◆ WHAT IS BEING ASKED
Lines after the one containing "let depth_ts = base" are to be omitted; print exactly each line from the start of the records up to and including it.

START SUPPLIED DATA

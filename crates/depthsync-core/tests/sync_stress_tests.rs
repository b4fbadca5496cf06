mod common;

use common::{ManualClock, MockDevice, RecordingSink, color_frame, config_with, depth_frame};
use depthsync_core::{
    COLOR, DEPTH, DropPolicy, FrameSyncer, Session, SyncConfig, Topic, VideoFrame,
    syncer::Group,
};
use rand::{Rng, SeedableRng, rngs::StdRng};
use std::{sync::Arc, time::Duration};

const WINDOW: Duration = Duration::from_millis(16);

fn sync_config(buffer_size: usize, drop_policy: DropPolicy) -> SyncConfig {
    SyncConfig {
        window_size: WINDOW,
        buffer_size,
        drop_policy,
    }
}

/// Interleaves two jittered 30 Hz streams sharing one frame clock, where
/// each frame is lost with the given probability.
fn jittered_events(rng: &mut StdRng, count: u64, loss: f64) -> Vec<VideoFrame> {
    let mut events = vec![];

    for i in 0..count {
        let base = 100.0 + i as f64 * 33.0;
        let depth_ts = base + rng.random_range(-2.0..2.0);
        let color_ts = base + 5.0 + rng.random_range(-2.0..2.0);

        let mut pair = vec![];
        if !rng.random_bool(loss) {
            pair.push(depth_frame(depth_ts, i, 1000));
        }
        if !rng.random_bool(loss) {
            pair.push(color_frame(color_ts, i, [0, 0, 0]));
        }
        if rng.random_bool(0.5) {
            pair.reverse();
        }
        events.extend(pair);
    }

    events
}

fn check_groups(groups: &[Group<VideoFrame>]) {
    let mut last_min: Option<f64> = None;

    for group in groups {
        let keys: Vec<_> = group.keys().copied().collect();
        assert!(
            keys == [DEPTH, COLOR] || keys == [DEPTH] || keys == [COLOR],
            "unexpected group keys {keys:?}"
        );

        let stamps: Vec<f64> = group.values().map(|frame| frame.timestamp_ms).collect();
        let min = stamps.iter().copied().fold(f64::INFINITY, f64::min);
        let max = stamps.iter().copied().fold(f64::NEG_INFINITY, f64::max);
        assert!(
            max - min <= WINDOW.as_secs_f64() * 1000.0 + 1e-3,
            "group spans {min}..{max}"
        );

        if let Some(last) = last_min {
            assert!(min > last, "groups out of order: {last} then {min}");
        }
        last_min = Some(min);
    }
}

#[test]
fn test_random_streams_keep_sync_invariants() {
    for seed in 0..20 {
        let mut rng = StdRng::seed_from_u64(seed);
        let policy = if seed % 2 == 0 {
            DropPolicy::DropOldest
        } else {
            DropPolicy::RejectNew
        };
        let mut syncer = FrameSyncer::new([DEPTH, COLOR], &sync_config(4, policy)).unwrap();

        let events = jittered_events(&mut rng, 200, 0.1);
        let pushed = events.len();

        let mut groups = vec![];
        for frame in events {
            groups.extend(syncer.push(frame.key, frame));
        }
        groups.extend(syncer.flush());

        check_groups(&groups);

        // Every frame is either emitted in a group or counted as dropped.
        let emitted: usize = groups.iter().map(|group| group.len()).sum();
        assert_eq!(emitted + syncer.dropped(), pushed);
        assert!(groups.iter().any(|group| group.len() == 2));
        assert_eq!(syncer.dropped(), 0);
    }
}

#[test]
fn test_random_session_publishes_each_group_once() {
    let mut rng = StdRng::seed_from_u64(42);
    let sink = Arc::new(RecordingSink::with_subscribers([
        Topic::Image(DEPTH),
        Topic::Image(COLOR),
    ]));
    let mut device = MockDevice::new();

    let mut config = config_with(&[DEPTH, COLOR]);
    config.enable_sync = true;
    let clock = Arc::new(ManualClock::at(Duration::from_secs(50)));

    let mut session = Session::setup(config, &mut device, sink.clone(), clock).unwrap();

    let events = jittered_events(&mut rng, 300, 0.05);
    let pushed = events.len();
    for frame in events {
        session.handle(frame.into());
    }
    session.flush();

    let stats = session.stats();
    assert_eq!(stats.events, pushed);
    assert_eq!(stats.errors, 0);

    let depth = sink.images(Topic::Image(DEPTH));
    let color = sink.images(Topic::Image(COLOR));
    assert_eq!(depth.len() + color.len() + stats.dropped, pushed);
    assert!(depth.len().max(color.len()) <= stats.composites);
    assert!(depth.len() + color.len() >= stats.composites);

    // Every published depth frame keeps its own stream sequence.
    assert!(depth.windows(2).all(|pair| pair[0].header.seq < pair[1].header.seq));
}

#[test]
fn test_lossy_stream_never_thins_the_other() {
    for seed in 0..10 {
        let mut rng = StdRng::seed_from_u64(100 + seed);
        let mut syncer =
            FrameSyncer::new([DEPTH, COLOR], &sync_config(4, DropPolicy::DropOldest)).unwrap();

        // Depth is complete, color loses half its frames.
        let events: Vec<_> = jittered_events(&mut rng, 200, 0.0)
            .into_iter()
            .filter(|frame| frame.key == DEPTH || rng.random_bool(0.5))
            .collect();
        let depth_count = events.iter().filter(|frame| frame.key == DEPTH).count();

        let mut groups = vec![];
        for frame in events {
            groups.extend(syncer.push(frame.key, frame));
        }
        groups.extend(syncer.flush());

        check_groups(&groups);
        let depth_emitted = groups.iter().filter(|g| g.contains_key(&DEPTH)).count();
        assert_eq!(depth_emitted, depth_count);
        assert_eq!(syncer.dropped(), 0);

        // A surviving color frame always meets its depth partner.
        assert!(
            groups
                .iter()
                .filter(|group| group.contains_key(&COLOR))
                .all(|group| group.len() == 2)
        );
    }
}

END SUPPLIED DATA

◆ ANSWER BOX
filename crates/depthsync-core/tests/sync_stress_tests.rs
repository b4fbadca5496cf06
mod common;

use common::{ManualClock, MockDevice, RecordingSink, color_frame, config_with, depth_frame};
use depthsync_core::{
    COLOR, DEPTH, DropPolicy, FrameSyncer, Session, SyncConfig, Topic, VideoFrame,
    syncer::Group,
};
use rand::{Rng, SeedableRng, rngs::StdRng};
use std::{sync::Arc, time::Duration};

const WINDOW: Duration = Duration::from_millis(16);

fn sync_config(buffer_size: usize, drop_policy: DropPolicy) -> SyncConfig {
    SyncConfig {
        window_size: WINDOW,
        buffer_size,
        drop_policy,
    }
}

/// Interleaves two jittered 30 Hz streams sharing one frame clock, where
/// each frame is lost with the given probability.
fn jittered_events(rng: &mut StdRng, count: u64, loss: f64) -> Vec<VideoFrame> {
    let mut events = vec![];

    for i in 0..count {
        let base = 100.0 + i as f64 * 33.0;
        let depth_ts = base + rng.random_range(-2.0..2.0);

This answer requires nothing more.